Microplastiche: raggiunte le fosse oceaniche

MICROPLASTICHE PRESENTI IN ORGANISMI MARINI A OLTRE 6000 MT DI PROFONDITÀ

Ben Mierement, NOAA NOS

Non esistono più ecosistemi marini in cui non sia accertata la presenza di materiali plastici. Ormai non ci sono più dubbi. La notizia arriva dallo studio riportato sulla rivista Royal Society Open Science, condotto dalla Newcastle University.
Per arrivare a tale conclusione sono stati esaminati anfipodi (piccoli crostacei simili ai gamberetti) appartenenti a sei delle fosse oceaniche più profonde al mondo: quelle delle Marianne, di Izu-Bonin, del Giappone, di Kermadec, delle nuove Ebridi e del Perù-Cile.

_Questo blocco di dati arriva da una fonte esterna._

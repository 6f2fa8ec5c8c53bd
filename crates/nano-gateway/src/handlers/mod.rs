//! Op code handlers
//!
//! The handshake steps of a session (identify, resume), its heartbeat task
//! and the routing of envelopes read by the listen loop.

mod error;
mod heartbeat;
mod identify;
mod resume;

pub use error::{SessionError, SessionResult};
pub use heartbeat::HeartbeatHandler;
pub use identify::IdentifyHandler;
pub use resume::ResumeHandler;

use std::sync::Arc;
use std::time::Duration;

use futures_util::StreamExt;
use tokio_tungstenite::connect_async;
use tokio_tungstenite::tungstenite::Message as WsMessage;

use crate::connection::{Session, WsReader, WsWriter};
use crate::dispatch::Dispatcher;
use crate::protocol::{Envelope, OpCode};

/// How long a single handshake step may wait on the server
pub(crate) const HANDSHAKE_TIMEOUT: Duration = Duration::from_secs(30);

/// What the listen loop does after an envelope was handled
#[derive(Debug, Clone, Copy, PartialEq, Eq)]
pub enum Flow {
    /// Keep reading the current socket
    Continue,
    /// Drop the session and identify from scratch
    Reidentify,
}

/// Routes envelopes read by the listen loop
pub struct OpcodeHandler;

impl OpcodeHandler {
    /// Handle one envelope read from the socket
    pub fn handle(session: &Arc<Session>, envelope: Envelope) -> Flow {
        let conn = session.connection();

        match envelope.op {
            OpCode::Dispatch => {
                if let Some(seq) = envelope.s {
                    if !conn.accept_seq(seq) {
                        tracing::debug!(
                            seq,
                            last_seq = ?conn.last_seq(),
                            event_type = ?envelope.t,
                            "Dropping already seen dispatch"
                        );
                        return Flow::Continue;
                    }
                }
                Dispatcher::route(session, envelope);
                Flow::Continue
            }
            OpCode::Heartbeat => {
                tracing::debug!(shard = ?conn.shard(), "Server requested heartbeat");
                Flow::Continue
            }
            OpCode::Reconnect => {
                tracing::info!(shard = ?conn.shard(), "Server asked to reconnect");
                conn.reset_heartbeat_interval();
                Flow::Reidentify
            }
            OpCode::InvalidSession => {
                tracing::warn!(shard = ?conn.shard(), "Session invalidated by server");
                conn.reset_heartbeat_interval();
                Flow::Reidentify
            }
            OpCode::Hello => {
                match envelope.heartbeat_interval() {
                    Ok(interval) => {
                        tracing::debug!(interval, "Heartbeat interval updated");
                        conn.set_heartbeat_interval(interval);
                    }
                    Err(e) => tracing::warn!(error = %e, "Ignoring malformed Hello"),
                }
                Flow::Continue
            }
            OpCode::HeartbeatAck => {
                tracing::trace!(shard = ?conn.shard(), "Heartbeat acknowledged");
                Flow::Continue
            }
            OpCode::HttpCallbackAck => {
                tracing::trace!(shard = ?conn.shard(), "HTTP callback acknowledged");
                Flow::Continue
            }
            OpCode::Identify | OpCode::Resume => {
                tracing::warn!(op = %envelope.op, "Received client-only op code from server");
                Flow::Continue
            }
        }
    }
}

/// Open a socket and split it
pub(crate) async fn dial(url: &str) -> SessionResult<(WsWriter, WsReader)> {
    let (stream, _) = tokio::time::timeout(HANDSHAKE_TIMEOUT, connect_async(url))
        .await
        .map_err(|_| SessionError::Timeout("dial"))??;
    Ok(stream.split())
}

/// Read the next envelope during a handshake
pub(crate) async fn next_envelope(
    reader: &mut WsReader,
    expecting: &'static str,
) -> SessionResult<Envelope> {
    loop {
        let frame = tokio::time::timeout(HANDSHAKE_TIMEOUT, reader.next())
            .await
            .map_err(|_| SessionError::Timeout(expecting))?;

        match frame {
            Some(Ok(WsMessage::Text(text))) => {
                tracing::trace!(frame = %text, "Handshake frame");
                return Ok(Envelope::from_json(&text)?);
            }
            Some(Ok(WsMessage::Close(frame))) => {
                return Err(SessionError::Closed(frame.map(|f| u16::from(f.code))));
            }
            Some(Ok(_)) => {}
            Some(Err(err)) => return Err(err.into()),
            None => return Err(SessionError::Closed(None)),
        }
    }
}

#[cfg(test)]
mod tests {
    use super::*;
    use crate::testing::test_session;

    #[tokio::test]
    async fn test_duplicate_dispatch_dropped() {
        let session = test_session();
        let conn = session.connection();
        conn.set_last_seq(5);

        let stale = Envelope::dispatch("GUILD_CREATE", 5, serde_json::json!({}));
        assert_eq!(OpcodeHandler::handle(&session, stale), Flow::Continue);
        assert_eq!(conn.last_seq(), Some(5));

        let fresh = Envelope::dispatch("GUILD_CREATE", 6, serde_json::json!({}));
        assert_eq!(OpcodeHandler::handle(&session, fresh), Flow::Continue);
        assert_eq!(conn.last_seq(), Some(6));
    }

    #[tokio::test]
    async fn test_last_seq_tracks_maximum() {
        let session = test_session();
        for seq in [1, 2, 4, 3, 4, 9, 7] {
            let env = Envelope::dispatch("GUILD_UPDATE", seq, serde_json::json!({}));
            OpcodeHandler::handle(&session, env);
        }
        assert_eq!(session.connection().last_seq(), Some(9));
    }

    #[tokio::test]
    async fn test_reconnect_and_invalid_session_reidentify() {
        let session = test_session();
        session.connection().set_heartbeat_interval(1_000);

        let flow = OpcodeHandler::handle(&session, Envelope::bare(OpCode::Reconnect));
        assert_eq!(flow, Flow::Reidentify);
        assert!(session.connection().heartbeat_interval().is_none());

        let flow = OpcodeHandler::handle(&session, Envelope::bare(OpCode::InvalidSession));
        assert_eq!(flow, Flow::Reidentify);
    }

    #[tokio::test]
    async fn test_hello_updates_interval() {
        let session = test_session();
        let hello = Envelope::hello(crate::protocol::HelloPayload::with_interval(41_250));
        assert_eq!(OpcodeHandler::handle(&session, hello), Flow::Continue);
        assert_eq!(
            session.connection().heartbeat_interval(),
            Some(Duration::from_millis(41_250))
        );
    }
}
//! Integration test utilities for the gateway client
//!
//! This crate provides a fake gateway server and a recording OpenApi so
//! sessions can be driven end to end without the real platform.

pub mod helpers;
pub mod fixtures;

pub use helpers::*;
pub use fixtures::*;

L’esame degli stomaci di questi organismi marini ha evidenziato la presenza di fibre di lyocell, rayon, ramiè, polivinile e polietilene e di cotone rinforzato con poliestere. Si tratta di materiali non biodegradabili che, provenienti da fiumi e discariche, raggiungono e si sedimentano nelle profondità oceaniche dopo essersi decomposti.

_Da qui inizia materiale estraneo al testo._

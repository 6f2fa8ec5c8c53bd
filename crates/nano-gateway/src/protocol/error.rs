//! Protocol errors

use thiserror::Error;

use super::OpCode;

/// Errors raised while encoding or decoding envelopes
#[derive(Debug, Error)]
pub enum ProtocolError {
    #[error("malformed envelope: {0}")]
    Malformed(#[from] serde_json::Error),

    #[error("expected {expected}, got {actual}")]
    UnexpectedOpCode { expected: OpCode, actual: OpCode },

    #[error("expected dispatch {expected}, got {actual:?}")]
    UnexpectedEvent { expected: &'static str, actual: Option<String> },

    #[error("{0} envelope carries no payload")]
    MissingPayload(OpCode),

    #[error("invalid {op} payload: {source}")]
    InvalidPayload {
        op: OpCode,
        #[source]
        source: serde_json::Error,
    },
}

pub type ProtocolResult<T> = Result<T, ProtocolError>;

Una delle particolarità di questa situazione è che in base alla profondità dei fondali gli organismi consumano più o meno quantità di plastica. Infatti è stato rilevato che nella fossa delle Marianne, dove il punto più basso misura più di 10000 metri, il 100% dei soggetti analizzati presenta almeno una microparticella di plastica.

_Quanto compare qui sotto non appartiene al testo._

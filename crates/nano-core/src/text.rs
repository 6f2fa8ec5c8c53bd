//! Message text helpers
//!
//! Outbound text is escaped before it is sent, and every text rule compares
//! against the escaped form of its pattern, so both directions agree on what
//! a literal `<`, `>` or `&` looks like on the wire.

/// Escape `&`, `<` and `>` the way the platform expects in message content
pub fn message_escape(text: &str) -> String {
    text.replace('&', "&amp;")
        .replace('<', "&lt;")
        .replace('>', "&gt;")
}

/// Reverse [`message_escape`]
pub fn message_unescape(text: &str) -> String {
    text.replace("&amp;", "&")
        .replace("&lt;", "<")
        .replace("&gt;", ">")
}

/// Convert `ABC_DEF` (or `abc_def`) to `AbcDef`
pub fn underline_to_camel(s: &str) -> String {
    let mut out = String::with_capacity(s.len());
    let mut upper_next = true;
    for c in s.chars() {
        if c == '_' {
            upper_next = true;
            continue;
        }
        if upper_next {
            out.extend(c.to_uppercase());
            upper_next = false;
        } else {
            out.extend(c.to_lowercase());
        }
    }
    out
}

/// Stable numeric digest of a string id
///
/// QQ group and c2c events identify chats and users by opaque open ids; the
/// service registry keys its state by `u64`, so those ids are folded into the
/// first eight bytes of their blake3 hash.
pub fn digest_id(id: &str) -> u64 {
    let hash = blake3::hash(id.as_bytes());
    let mut buf = [0u8; 8];
    buf.copy_from_slice(&hash.as_bytes()[..8]);
    u64::from_le_bytes(buf)
}

/// Render a mention of everyone
pub const AT_EVERYONE: &str = "@everyone";

/// Render a channel link: `<#id>`
pub fn at_channel(channel_id: &str) -> String {
    format!("<#{channel_id}>")
}

/// Render a platform emoji: `<emoji:id>`
pub fn emoji(id: u32) -> String {
    format!("<emoji:{id}>")
}

#[cfg(test)]
mod tests {
    use super::*;

    #[test]
    fn test_escape_roundtrip() {
        let raw = "a<b>&c";
        let escaped = message_escape(raw);
        assert_eq!(escaped, "a&lt;b&gt;&amp;c");
        assert_eq!(message_unescape(&escaped), raw);
    }

    #[test]
    fn test_escape_ampersand_first() {
        // `<` must not become `&amp;lt;`
        assert_eq!(message_escape("<"), "&lt;");
    }

    #[test]
    fn test_underline_to_camel() {
        assert_eq!(underline_to_camel("AT_MESSAGE_CREATE"), "AtMessageCreate");
        assert_eq!(underline_to_camel("C2C_MESSAGE_CREATE"), "C2cMessageCreate");
        assert_eq!(underline_to_camel("READY"), "Ready");
        assert_eq!(underline_to_camel(""), "");
    }

    #[test]
    fn test_digest_is_stable() {
        assert_eq!(digest_id("E4F6A1B2"), digest_id("E4F6A1B2"));
        assert_ne!(digest_id("E4F6A1B2"), digest_id("E4F6A1B3"));
    }

    #[test]
    fn test_render_helpers() {
        assert_eq!(at_channel("100"), "<#100>");
        assert_eq!(emoji(4), "<emoji:4>");
    }
}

Resta da chiarire quali effetti si possano prevedere per la futura esistenza di queste specie, ma gli scienziati prospettano problematiche non dissimili da quelle che affliggono le creature che ingeriscono gli stessi materiali a profondità più normali.
La piaga della plastica presente nelle acque ha raggiunto forse un punto di non ritorno. Se la situazione sembra ormai compromessa, bisognerebbe almeno cercare di non peggiorarla ulteriormente.